Poco a poco, después de las fiestas de fin de año, la vida retoma su carácter rutinario, con uno que otro coletazo tardío de fiesta y sensación de libertad.
Pasada la navidad y antes de año nuevo, visito una librería, no para comprar libros, sino para cambiar uno que le regalé a una amiga, que ella ya había leído hace tres años… ¡tres años! No sé por qué se nos escapo hablar de él en alguna de nuestras conversaciones.
Quise cambiarlo justo después de nuestro encuentro de fin de año. Desde hace unos años, no sé en qué preciso momento, dos amigas y yo adquirimos la costumbre de regalarnos libros en navidad, y es para mi una de las reuniones que más espero, para verlas, y también, obvio, por los libros.
Este año una de ellas nos regalo una botella de vino a cada uno, pues dijo que le era difícil saber que libro escoger para nosotros; la otra le fue fiel a la tradición de los libros. Cuando la última destapó el libro que le había comprado, se desinfló un poco porque ya lo había leído, pero dijo que no había problema, que lo tenía en digital y que también consideraba bueno tenerlo en físico. Aún así, note algo de desilusión en sus palabras; la herida que deja una expectativa no cumplida.
Yo también me desinflé un poco por no haberle atinado al regalo y prometí cambiarlo. Por eso, ese mismo día, después de nuestra reunión, salí directo a la librería sin la factura de compra, rara vez guardo esos papelitos, únicamente con el libro envuelto en celofán transparente, y toda la disposición del mundo.
Cuando llegué, me acerqué y le conté a la cajera sobre el cambio. “¿Y la factura?”, preguntó. Le dije que no la tenía, pero le di mi número de cédula para que mirara en el sistema la fecha de la compra. Luego de teclear frenéticamente, y de volver a preguntarme el número de la cédula, me dijo que no había problema alguno, que mirara con cuál libro lo quería cambiar.
Comencé a pasearme, indeciso, por los pasillos de la librería, tomando los libros de los estantes, pesándolos, leyendo sus contraportadas. Una mujer, toda vestida de negro, con unos pantalones anchos como para tierra caliente, la de Bogotá en estos días, y con un sombrero colgándole a sus espaldas, andaba en las mismas, ojeaba libros con ansiedad, con varios en sus manos.
Dejé de distraerme con la mujer de negro, y me acordé del nombre de un escritor al que quiero leer: Antonio Hungar. Pregunté por sus novelas y el librero me mostró dos. Le pregunté que cual consideraba mejor, y me indicó Tres Ataúdes Blancos. “Fue con la que se dio a conocer”, concluyó.
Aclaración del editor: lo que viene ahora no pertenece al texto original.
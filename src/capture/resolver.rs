//! Content window resolution
//!
//! Window managers may hand out the handle of the decoration frame they wrap
//! around a client. The frame-window property points at the window that owns
//! the rendered pixels.

use super::backend::WindowDirectory;
use super::WindowId;
use log::trace;

/// Resolve `window` to the window that should be captured
///
/// Returns the frame-window property value when present, otherwise `window`
/// itself. Query failures fall back to `window`.
pub fn resolve_content_window<D: WindowDirectory + ?Sized>(directory: &D, window: WindowId) -> WindowId {
    match directory.frame_window(window) {
        Ok(Some(target)) if target != 0 => {
            trace!("Window 0x{:x} resolves to 0x{:x}", window, target);
            target
        }
        Ok(_) => window,
        Err(e) => {
            trace!("Frame window lookup on 0x{:x} failed: {}", window, e);
            window
        }
    }
}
Le escribí de inmediato a mi amiga: “Este es tu regalo de navidad, ¿ya lo leíste?”. “No”, respondió; luz verde para hacer el cambio.
Coincidí en la caja con la mujer de negro. Llevaba un libro muy grande, como de arte, de esos que se suelen poner en los revisteros de las casas, y otro de ellos era “La Educación Sentimental”, de Flaubert. A Este último lo había liberado de su prisión de papel transparente, que también cargaba para que la cajera pasara el código de barras por el lector óptico. Momentos antes de entregar el libro, lo puso sobre el mostrador, lo abrió y leyó la primera página con suma concentración.
¿Qué impulsó a la mujer a destapar ese libro, segura de que lo iba a comprar?, ¿habrá leído diferentes reseñas o comentarios positivos para comprarlo, digamos, a la ciega? ¿Le atrajo solo por el título que es tan enigmático y conciso? ¿Es una experta o fanática del escritor francés?
Siempre, al momento de hacer la fila en la caja de en una librería, miro cuáles son los libros que están llevando las otras personas, e intentó descifrar cómo son, por qué los llevan, qué los aqueja. Todo lo que pienso de ellos no es más que una telaraña de suposiciones, pero es un ejercicio que me agrada.
A la mujer de negro, quien quiera que sea y donde quiera que esté, le deseo una amena lectura.